In previous years the Yass Valley Running Festival was held in October in the weeks after Melbourne marathon (a regular fixture on my calendar these past few years) and although I did participate in 2013, just 2 weeks after running 2:50:19 at Melbourne, last year I decided to give it a miss. My excuse at the time was that it was way too close to the other race; it would therefore seem ridiculous that I would decide to run it again just ONE week - in fact only 6 days - after running (not racing) Sydney marathon.

But ridiculous or not, I decided it would be a fun event for Joel to run (he does love our hilly Aussie races, after all) and not only for him but also the kids. Jack has been talking for a while about doing his first 5K and I figured that this would be a golden opportunity; plus, I already knew my friend Fleur would be running and that her husband would be able to watch the kids while Joel and I did the 14K.

Unfortunately I left it way too late to book accommodation for the weekend and when I finally got around to trying, the combination of school holidays and Canberra's Floriade meant there was nothing available in either Yass or our national capital. Bugger! But it's not that far of a drive, really, so I packed us up for a day trip and we hit the road at 6:30am on race day.


The Preparations
Um. None, really, other than a (relatively) easy week on the heels of last weekend's racing-while-not-racing shenanigans. And I make the small concession of entering for the shorter distance - the 14K in preference to the half - even though I know Fleur is also doing the 14K and is guaranteed to kick my ass comprehensively.

In a way this is also strategic: I know I can't beat Fleur, even at my fastest, so realising I can finish only 2nd at best, I definitely won't be tempted to race this one all-out. Well, that's the mindset I have going into the event, and all that can be said is that I am TRYING to be sensible. Benita appears to be in a state of disbelief that I'm even thinking of entering another event already and hasn't given me any kind of plan for the 14K; so I'll have to just see how I feel. Wheee?


Race Day
It's a slightly cool 12C when we roll up to Heritage Park and there are a few clouds coming and going: perfect racing weather, really! Um, running. Not racing. Oops. I don't really manage to get a warm-up in, somehow, and I find myself marching over to the starting area with Joel and Fleur in a fairly unprepared state. Oh well! Once again I'm not really racing so it actually doesn't matter.

The start is just as hilly as I remember. Joel almost passes out in shock at the sight of it:

But wait, that's just the FIRST hill.

We line up suitably far back from the front, although not TOO far because there are no mats and we'll all be going off gun time. We may not be officially racing, but the competitive spirit is never too far from the surface! And with that we are off, or perhaps it would be better described as "up, up and away....."?

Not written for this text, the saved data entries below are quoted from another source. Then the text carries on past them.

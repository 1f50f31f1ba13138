use crate::config::AlertThresholds;
use crate::schedule::resolve_deadline;
use crate::task::Task;
use chrono::{Duration, NaiveDateTime};
use std::fmt;

const SECONDS_PER_DAY: f64 = 86_400.0;

#[derive(Debug, Clone, Copy, PartialEq, Eq, PartialOrd, Ord, Hash)]
pub enum AlertCategory {
    DueToday,
    DueInOneToTwoDays,
    DueInThreeToSixDays,
    DueInOverAWeek,
}

impl AlertCategory {
    pub fn label(&self) -> &'static str {
        match self {
            AlertCategory::DueToday => "Due Today",
            AlertCategory::DueInOneToTwoDays => "Due in 1-2 Days",
            AlertCategory::DueInThreeToSixDays => "Due in 3-6 Days",
            AlertCategory::DueInOverAWeek => "Due in 1+ Week",
        }
    }

    /// `None` for deadlines already in the past.
    pub fn for_days_left(days_left: f64, thresholds: &AlertThresholds) -> Option<Self> {
        if days_left < 0.0 {
            None
        } else if days_left <= thresholds.due_today_days {
            Some(AlertCategory::DueToday)
        } else if days_left <= thresholds.soon_days {
            Some(AlertCategory::DueInOneToTwoDays)
        } else if days_left <= thresholds.this_week_days {
            Some(AlertCategory::DueInThreeToSixDays)
        } else {
            Some(AlertCategory::DueInOverAWeek)
        }
    }
}

impl fmt::Display for AlertCategory {
    fn fmt(&self, f: &mut fmt::Formatter<'_>) -> fmt::Result {
        f.write_str(self.label())
    }
}

#[derive(Debug, Clone, PartialEq)]
pub struct Alert {
    pub category: AlertCategory,
    pub task_id: u32,
    pub task_name: String,
    pub deadline: String,
    pub days_left: f64,
}

/// Outcome of a categorization pass. `NothingUpcoming` is distinct from an
/// empty list so callers can tell "nothing due" from "no data".
#[derive(Debug, Clone, PartialEq)]
pub enum AlertReport {
    Upcoming(Vec<Alert>),
    NothingUpcoming,
}

impl AlertReport {
    pub fn alerts(&self) -> &[Alert] {
        match self {
            AlertReport::Upcoming(alerts) => alerts,
            AlertReport::NothingUpcoming => &[],
        }
    }
}

/// Buckets records by time left until their deadline. Records are visited in
/// table order; overdue ones are skipped.
pub fn categorize(
    tasks: &[Task],
    now: NaiveDateTime,
    fallback: Duration,
    thresholds: &AlertThresholds,
) -> AlertReport {
    let alerts: Vec<Alert> = tasks
        .iter()
        .filter_map(|task| {
            let due = resolve_deadline(&task.deadline, now, fallback);
            let days_left = (due - now).num_seconds() as f64 / SECONDS_PER_DAY;
            AlertCategory::for_days_left(days_left, thresholds).map(|category| Alert {
                category,
                task_id: task.id,
                task_name: task.name.clone(),
                deadline: task.deadline.clone(),
                days_left,
            })
        })
        .collect();

    if alerts.is_empty() {
        AlertReport::NothingUpcoming
    } else {
        AlertReport::Upcoming(alerts)
    }
}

Miles 1-3: 7:31, 6:38, 6:48 (pace in min/mile)
I'm trying not to kill myself on this first hill, but it's tempting: quite a lot of runners streak out way in front and part of me definitely wants to go with them. But it's just too much of a slog - my marathon-weary legs are having no part of it, thanks - and I have to settle for the moderate-paced jog that is the best they can offer. The first mile is a constant procession of inclines, one after the other; towards the top of it Joel pulls ahead of me and there's no way I can stay with him. Sigh - but on the other hand he needs a solid run after the disappointment of being beaten by me in the Lake 10K not long ago - and so I'm more pleased than peeved that he looks set to crush me today.

Then, to my very great surprise, just as we crest the final hill a bloke running directly in front of me abruptly slows down and actually starts walking. Doesn't he know there are more than 12km left to go?? But it's not the first time this will happen: another guy does something similar just 100m further down the road. At least I know by this stage in my running life that there is nothing to be gained by going out too fast - but it seems these dudes are yet to make that connection. Oh well - let's see how many more of them I can overtake!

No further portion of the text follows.